I have recently been trying to transition from Mac to Linux, with much success for the most part, but a few hiccups as well, as is to be expected. One of the important uses of the computer for me is photo editing and sharing, especially since we got our Canon Rebel XT last year, which takes absolutely beautiful pictures. I had developed a fairly nice workflow on my Mac for photo editing and sharing, consisting of:

  1. Import pictures from camera to iPhoto
  2. Delete bad pictures
  3. Create new albums
  4. Edit some photos for lighting, cropping etc.
  5. Add titles and comments to photos
  6. Use caption buddy to write iPhoto comments to IPTC tags
  7. Use an applescript to rename all the images in an album with a meaningful name followed by an automatically increasing number
  8. Export the images from iPhoto
  9. Use rsync to upload the pictures to my webserver
  10. The webserver has a cron script which looks for new pictures, and then runs JAlbum to create new web albums for my pictures

It sounds like a lot of steps, but actually it was going quite quickly for me, and without many hitches. The biggest issue was with the IPTC tags. Using caption buddy is kind of a hack to get around that. It would be nice if iPhoto just wrote tags to the files by default. Oh well.

To get the same results with Linux, there are a number of changes. Obviously there is no iPhoto for Linux. The next best thing (actually better in some regards) is Picasa. Picasa is a Windows program put out by Google (they acquired it several years ago). As of about a year ago, there is now a Linux version as well. The Linux version requires WINE, which allows one to run Windows programs on other platforms (mostly Linux, but there is also a Mac version). Especially considering that Picasa is not a native Linux application, it runs remarkably fast and is very stable. It has some nice editing features, including a “I’m Feeling Lucky” button, which seems to do much better than iPhotos “enhance” button. It also includes a unique scrollbar, which changes scrolling speed, depending on how much you move it. Also, unlike iPhoto, it writes captions as IPTC captions, which are embedded in the file, which is handy, especially since that is how JAlbum knows about them. JAlbum will extract the IPTC tags, along with EXIF tags which include information about the settings of the camera for each picture. It will then make some nicely compressed and small images suitable for web-viewing. JAlbum is also highly customizable, which I like very much.

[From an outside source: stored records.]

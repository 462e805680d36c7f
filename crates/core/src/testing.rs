use crate::common::{Instrument, TimeWindow};
use crate::market::entity::{Tick, TickSeries};
use crate::market::error::AcquisitionError;
use crate::market::port::{TickSession, TickSource};
use async_trait::async_trait;
use dashmap::DashMap;
use std::sync::Arc;
use std::sync::atomic::{AtomicUsize, Ordering};

/// # Summary
/// 内存版 tick 数据源，供各 crate 的测试注入预设数据。
///
/// # Invariants
/// - 记录会话的打开与关闭次数，用于验证资源释放。
#[derive(Default, Clone)]
pub struct MockTickSource {
    ticks: Arc<DashMap<String, Vec<Tick>>>,
    failing: Arc<DashMap<String, String>>,
    opened: Arc<AtomicUsize>,
    closed: Arc<AtomicUsize>,
}

impl MockTickSource {
    pub fn new() -> Self {
        Self::default()
    }

    /// 预设某个标的的 tick。
    pub fn insert(&self, symbol: &str, ticks: Vec<Tick>) {
        self.ticks.insert(symbol.to_string(), ticks);
    }

    /// 让某个标的的抓取返回网络错误。
    pub fn fail(&self, symbol: &str, reason: &str) {
        self.failing.insert(symbol.to_string(), reason.to_string());
    }

    pub fn opened(&self) -> usize {
        self.opened.load(Ordering::SeqCst)
    }

    pub fn closed(&self) -> usize {
        self.closed.load(Ordering::SeqCst)
    }
}

#[async_trait]
impl TickSource for MockTickSource {
    async fn connect(&self) -> Result<Box<dyn TickSession>, AcquisitionError> {
        self.opened.fetch_add(1, Ordering::SeqCst);
        Ok(Box::new(MockTickSession {
            source: self.clone(),
        }))
    }
}

struct MockTickSession {
    source: MockTickSource,
}

#[async_trait]
impl TickSession for MockTickSession {
    async fn fetch_ticks(
        &mut self,
        instrument: &Instrument,
        window: TimeWindow,
    ) -> Result<TickSeries, AcquisitionError> {
        if let Some(reason) = self.source.failing.get(&instrument.symbol) {
            return Err(AcquisitionError::Network(reason.clone()));
        }
        let ticks = self
            .source
            .ticks
            .get(&instrument.symbol)
            .map(|v| v.clone())
            .unwrap_or_default()
            .into_iter()
            .filter(|t| window.contains(t.timestamp))
            .collect();
        TickSeries::new(instrument.clone(), ticks)
            .map_err(|e| AcquisitionError::Parse(e.to_string()))
    }

    async fn close(self: Box<Self>) {
        self.source.closed.fetch_add(1, Ordering::SeqCst);
    }
}
use chrono::{DateTime, Utc};
use std::sync::RwLock;

/// # Summary
/// 时间供给器接口，用于隔离物理系统时钟。
/// 默认分析时间窗（当日零点至当前时刻）必须通过此接口获取当前时间。
pub trait TimeProvider: Send + Sync {
    /// 获取当前时间
    fn now(&self) -> DateTime<Utc>;
}

/// # Summary
/// 真实时钟，直接返回操作系统当前时间。
pub struct RealTimeProvider;

impl TimeProvider for RealTimeProvider {
    fn now(&self) -> DateTime<Utc> {
        Utc::now()
    }
}

/// # Summary
/// 测试专用虚拟时钟，允许固定或拨动当前时间。
///
/// # Invariants
/// - 并发安全：内部利用 `RwLock` 提供多线程安全的读写。
pub struct FakeClockProvider {
    current_time: RwLock<DateTime<Utc>>,
}

impl FakeClockProvider {
    /// 使用指定的初始时间创建虚拟时钟
    pub fn new(initial_time: DateTime<Utc>) -> Self {
        Self {
            current_time: RwLock::new(initial_time),
        }
    }

    /// 强制修改时钟的当前时间
    pub fn set_time(&self, new_time: DateTime<Utc>) {
        let mut time = self.current_time.write().unwrap_or_else(|e| e.into_inner());
        *time = new_time;
    }
}

impl TimeProvider for FakeClockProvider {
    fn now(&self) -> DateTime<Utc> {
        *self.current_time.read().unwrap_or_else(|e| e.into_inner())
    }
}
use crate::align::align;
use crate::correlation::analyze;
use crate::resample::resample;
use crate::returns::{return_stats, returns};
use chrono::{DateTime, Utc};
use serde::{Deserialize, Serialize};
use tickcorr_core::analysis::entity::{
    AlignedFrame, CorrelationResult, ReturnStats, ReturnsFrame, SampledSeries,
};
use tickcorr_core::analysis::error::AnalysisError;
use tickcorr_core::common::Instrument;
use tickcorr_core::config::AnalysisConfig;
use tickcorr_core::market::entity::TickSeries;
use tracing::{info, warn};

/// # Summary
/// 单个标的重采样后的数据质量诊断。
#[derive(Debug, Clone, PartialEq, Serialize, Deserialize)]
pub struct SampleDiagnostics {
    pub instrument: Instrument,
    // 原始 tick 数
    pub ticks: usize,
    // 网格桶数
    pub buckets: usize,
    pub filled_buckets: usize,
    pub longest_fill_run: usize,
    pub start: DateTime<Utc>,
    pub end: DateTime<Utc>,
}

impl SampleDiagnostics {
    fn new(ticks: usize, sampled: &SampledSeries) -> Self {
        Self {
            instrument: sampled.instrument.clone(),
            ticks,
            buckets: sampled.len(),
            filled_buckets: sampled.filled_buckets,
            longest_fill_run: sampled.longest_fill_run,
            start: sampled.start,
            end: sampled.end().unwrap_or(sampled.start),
        }
    }
}

/// # Summary
/// 一次完整分析运行的产出，供报告与绘图方直接消费。
#[derive(Debug, Clone, Serialize, Deserialize)]
pub struct Analysis {
    pub sampled: Vec<SampleDiagnostics>,
    pub aligned: AlignedFrame,
    pub absolute_returns: ReturnsFrame,
    pub percent_returns: ReturnsFrame,
    pub return_stats: Vec<ReturnStats>,
    pub correlation: CorrelationResult,
}

/// # Summary
/// 重采样 → 对齐 → 收益率 → 相关性 的批处理流水线。
///
/// # Invariants
/// - 配置在构造时注入，运行期间只读。
/// - 任一阶段失败立即返回，不产出部分结果。
pub struct Pipeline {
    config: AnalysisConfig,
}

impl Pipeline {
    pub fn new(config: AnalysisConfig) -> Self {
        Self { config }
    }

    /// # Summary
    /// 对已获取的 tick 序列执行完整分析。
    ///
    /// # Logic
    /// 1. 校验配置恰好包含两个标的，并按配置顺序为每个标的匹配 tick 序列。
    /// 2. 逐个重采样，连续前向填充过长时告警。
    /// 3. 对齐、计算收益率与描述统计。
    /// 4. 计算相关系数并分类。
    ///
    /// # Arguments
    /// * `series`: 每个配置标的一条 tick 序列，顺序不限，按 symbol 匹配。
    ///
    /// # Returns
    /// 成功返回 `Analysis`，失败返回首个出错阶段的 `AnalysisError`。
    pub fn run(&self, series: &[TickSeries]) -> Result<Analysis, AnalysisError> {
        let (instrument_a, instrument_b) = match self.config.instruments.as_slice() {
            [a, b] => (a, b),
            other => return Err(AnalysisError::InstrumentCount(other.len())),
        };

        let mut sampled = Vec::with_capacity(2);
        let mut diagnostics = Vec::with_capacity(2);
        for instrument in [instrument_a, instrument_b] {
            let ticks = series
                .iter()
                .find(|s| s.symbol() == instrument.symbol)
                .ok_or_else(|| AnalysisError::MissingSeries(instrument.symbol.clone()))?;
            let resampled = resample(ticks, self.config.step)?;
            self.check_staleness(&resampled);
            diagnostics.push(SampleDiagnostics::new(ticks.len(), &resampled));
            sampled.push(resampled);
        }

        let aligned = align(&sampled)?;
        info!("Aligned: {} intervals", aligned.len());

        let (absolute_returns, percent_returns) = returns(&aligned)?;
        let return_stats = return_stats(&percent_returns);
        let correlation = analyze(
            &percent_returns,
            &instrument_a.symbol,
            &instrument_b.symbol,
            &self.config.thresholds,
        )?;

        info!(
            "{} vs {}: correlation {:.6} ({}) over {} samples",
            instrument_a,
            instrument_b,
            correlation.coefficient,
            correlation.classification,
            correlation.sample_size
        );

        Ok(Analysis {
            sampled: diagnostics,
            aligned,
            absolute_returns,
            percent_returns,
            return_stats,
            correlation,
        })
    }

    fn check_staleness(&self, sampled: &SampledSeries) {
        let Some(limit) = self.config.max_fill_steps else {
            return;
        };
        if sampled.longest_fill_run > limit {
            warn!(
                "{}: price carried forward for {} consecutive {} buckets (limit {})",
                sampled.instrument,
                sampled.longest_fill_run,
                sampled.step,
                limit
            );
        }
    }
}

All that being said, both Picasa and JAlbum seem to have a few bugs.

Bug #1 — Null bytes

When uploading some pictures I had processed with Picasa recently, I noticed a strange character at the end of each caption. Viewing the album with Firefox on a Mac, this showed up as a question mark, making it look as if I were unsure about all of my captions. After some reading on the JAlbum forum, I saw a post claiming that this was a null byte character. That was helpful. I tried looking at the image files in my favorite text editor, vim, and saw a bunch of gobblety gook, along with some captions that I could recognize. There did seem to be some extra characters after the caption, but I couldn’t figure out which one was the null byte character. After some more searching about vim and control characters, I found out that the null byte character shows up as ^@ in vim, and that if I want to type one, I have to type Ctrl-V Ctrl-J. That meant I could remove the null byte character in vim! Well, I tried this with the image files, and that corrupted them. Bummer. Then I started looking at the html that JAlbum was generating, and indeed, the null byte character was still there. I tried doing a search and replace with vim, and that worked wonderfully. Unfortunately though, using vim to hand-edit a bunch of files was not acceptable to me, so I looked for a perl solution. After yet more searching, I discovered I could so a search and replace with perl, and that perl represents the null byte character as \0. Finally I had a solution. I simply added the following line to the shell script that runs JAlbum (after it is done processing with JAlbum)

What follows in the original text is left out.